Ed: It depends on the intended motor usage. For vintage race engines, we test with 110 octane race gas. For street engines, we use normal pump premium, which here contains up to 10% ethanol.
do you see much of a difference in hp between the two fuels?
what settings do you have to change if switching fuels? jets? float levels? timing? etc
Thank you gentlemen, for setting me straight.
I thought I had read in some places (perhaps incl. parts books ?) something about different compressions and/or designs numbers on pistons, but maybe I misunderstood it all.
Goes to show again, one shouldn't trust everything that's printed. From now on, I best measure compression ratio myself before touching a keyboard regarding them.
I think Timo remembers correctly and you can find different parts numbers for the pistons, rings and pins for cars with air pollution system. But of course I don´t know if there is a real difference in these parts or just different numbers for the same parts.
Stefan: Are you sure there are different part numbers for Emission Control Pistons, Rings and Wrist Pins? My parts books DO NOT show any changes in these parts for Emission Control engines. However, I did further research and need to correct my previous post. By September 1972, there was a new part number for the pistons. While the rings appear to be the same, they now pickup a "Ferrari" part number in addition to the Borgo number. The item that changes is the wrist pin, going from a 365 California (217B) pin to now having a Daytona (251) part number. My guess is the new piston part number only reflects the pistons now having the later wrist pins, as they came from Borgo complete with rings and pins.
Stefan, while I greatly appreciate your efforts to support my recollections, I’m more than willing to bow down for Dyke’s experience as it’s clearly far wider than I could ever hope to establish.
Ed: In reply to your question about dynoing with different fuels, here are some comments:
Overall the compression ratio determines the fuel needs.
Engines from the pre-ethanol era require about 14% more of today's 10% ethanol fuel by volume to equal the fuel of the 1950s-60s. Thus they need to be jetted richer than they might have been 50 years ago. However, generally speaking, Ferrari always jetted their motors fairly rich to prevent burned pistons during long high speed runs, so we find the need to increase jet sizes on pre-1970 cars to be very rare.

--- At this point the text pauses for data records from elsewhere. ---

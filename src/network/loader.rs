/*!

Loads a contact network exported as two CSV files.

`nodes.csv`:
```text
id,gender,orientation
a17,m,homo
b02,female,heterosexual
```

`edges.csv`:
```text
source,target
a17,b02
```

Ids are arbitrary strings; people receive dense `PersonId`s in the order their node rows
appear.

*/

use crate::{
    error::SimError,
    network::ContactNetwork,
    parameters::ParameterTable,
    people::{Category, Gender, Orientation},
    PersonId,
};
use log::info;
use rustc_hash::FxHashMap;
use serde::Deserialize;
use std::{fs::File, io::Read, path::Path};

#[derive(Debug, Deserialize)]
struct NodeRecord {
    id: String,
    gender: String,
    orientation: String,
}

#[derive(Debug, Deserialize)]
struct EdgeRecord {
    source: String,
    target: String,
}

fn csv_reader<R: Read>(reader: R) -> csv::Reader<R> {
    csv::ReaderBuilder::new()
        .trim(csv::Trim::All)
        .from_reader(reader)
}

/// Reads a network from node and edge CSV sources.
pub fn read_network<N: Read, E: Read>(
    nodes: N,
    edges: E,
    table: &ParameterTable,
) -> Result<ContactNetwork, SimError> {
    let mut ids: FxHashMap<String, PersonId> = FxHashMap::default();
    let mut categories = Vec::new();

    for (row, record) in csv_reader(nodes).deserialize::<NodeRecord>().enumerate() {
        let record = record?;
        let gender: Gender = record.gender.parse()?;
        let orientation: Orientation = record.orientation.parse()?;
        let person_id = PersonId(categories.len());
        if ids.insert(record.id.clone(), person_id).is_some() {
            return Err(SimError::config(format!(
                "node row {} repeats id `{}`",
                row + 1,
                record.id
            )));
        }
        categories.push(Category::new(gender, orientation));
    }

    let lookup = |id: &str, row: usize| {
        ids.get(id).copied().ok_or_else(|| {
            SimError::config(format!("edge row {row} references unknown node `{id}`"))
        })
    };

    let mut edge_list = Vec::new();
    for (row, record) in csv_reader(edges).deserialize::<EdgeRecord>().enumerate() {
        let record = record?;
        edge_list.push((lookup(&record.source, row + 1)?, lookup(&record.target, row + 1)?));
    }

    ContactNetwork::new(categories, &edge_list, table)
}

/// Reads a network from node and edge CSV files.
pub fn load_network(
    nodes_path: &Path,
    edges_path: &Path,
    table: &ParameterTable,
) -> Result<ContactNetwork, SimError> {
    let network = read_network(File::open(nodes_path)?, File::open(edges_path)?, table)?;
    info!(
        "loaded network from {} and {}: {} people, {} edges",
        nodes_path.display(),
        edges_path.display(),
        network.population(),
        network.edge_count()
    );
    Ok(network)
}

#[cfg(test)]
mod tests {
    use super::*;
    use crate::network::tests::test_table;
    use std::io::Write;

    const NODES: &str = "id,gender,orientation\nn1,m,homo\nn2,M,bi\nn3,female,heterosexual\n";
    const NO_EDGES: &str = "source,target\n";

    #[test]
    fn reads_nodes_and_edges() {
        let edges = "source,target\nn1,n2\n n2 , n3 \n";
        let network = read_network(NODES.as_bytes(), edges.as_bytes(), &test_table()).unwrap();

        assert_eq!(network.population(), 3);
        assert_eq!(network.edge_count(), 2);
        assert_eq!(network.category(PersonId(0)), Category::M_HOMO);
        assert_eq!(network.category(PersonId(1)), Category::M_BI);
        assert_eq!(network.category(PersonId(2)), Category::F_HETERO);
        assert_eq!(network.partners(PersonId(1)), &[PersonId(0), PersonId(2)]);
    }

    #[test]
    fn unknown_edge_endpoint_is_a_configuration_error() {
        let edges = "source,target\nn1,n9\n";
        let error = read_network(NODES.as_bytes(), edges.as_bytes(), &test_table()).unwrap_err();
        assert!(error.is_configuration());
        assert!(error.to_string().contains("n9"));
    }

    #[test]
    fn unknown_category_is_a_configuration_error() {
        let nodes = "id,gender,orientation\nn1,m,pan\n";
        let error = read_network(nodes.as_bytes(), NO_EDGES.as_bytes(), &test_table()).unwrap_err();
        assert!(error.is_configuration());
    }

    #[test]
    fn repeated_ids_are_rejected() {
        let nodes = "id,gender,orientation\nn1,m,homo\nn1,f,bi\n";
        let error = read_network(nodes.as_bytes(), NO_EDGES.as_bytes(), &test_table()).unwrap_err();
        assert!(error.is_configuration());
    }

    #[test]
    fn missing_column_is_a_csv_error() {
        let nodes = "id,gender\nn1,m\n";
        let error = read_network(nodes.as_bytes(), NO_EDGES.as_bytes(), &test_table()).unwrap_err();
        assert!(matches!(error, SimError::Csv(_)));
    }

    #[test]
    fn loads_from_files() {
        let dir = tempfile::tempdir().unwrap();
        let nodes_path = dir.path().join("nodes.csv");
        let edges_path = dir.path().join("edges.csv");
        File::create(&nodes_path).unwrap().write_all(NODES.as_bytes()).unwrap();
        File::create(&edges_path).unwrap().write_all(b"source,target\nn3,n2\n").unwrap();

        let network = load_network(&nodes_path, &edges_path, &test_table()).unwrap();
        assert_eq!(network.edge_count(), 1);

        let missing = load_network(&dir.path().join("absent.csv"), &edges_path, &test_table());
        assert!(matches!(missing, Err(SimError::Io(_))));
    }
}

Different fuels generally effect ignition timing the most, and it is common to have to change timing when we change fuels. Generally, the 250/275/330 motors on race gas like about 38-40 degrees total timing, not the 42 degrees of the original factory settings.
I found the different part numbers on ferrariparts.co.uk with the addition „for cars with air pollution system“
But again, I have no clue if these are different parts but remembered it when I read your statement. I could not find these numbers in the printed parts book as well.
The engine is run in on the bench with a special oil. Then it gets the 1st service before testing it.
Compression ratio is result of piston and head shape. Since pollution version heads have different part number is it possible that ratio difference (if it exists) comes from heads shape?
If you have a Ferrari motor on rebuild I would consider a lighter weight flywheel/clutch on install. You will likely enjoy this more than fretting over a few horsepower. The motor will "get to the power" sooner.
Different part numbers for the U.S.-market heads are perhaps from air induction modifications rather than combustion chamber shape or volume changes, but again, I haven’t compared/measured to see if any differences exist.
OTOH, quick review of my reference library seem to suggest at least 4 different design (part ?) numbers for pairs of heads ...
Hi all, just a reminder to the Daytona gang that I am looking for a particular number gearbox. Or, if yours doesn't match the engine number, I might have yours! PM if you think you can help or be helped, thanks.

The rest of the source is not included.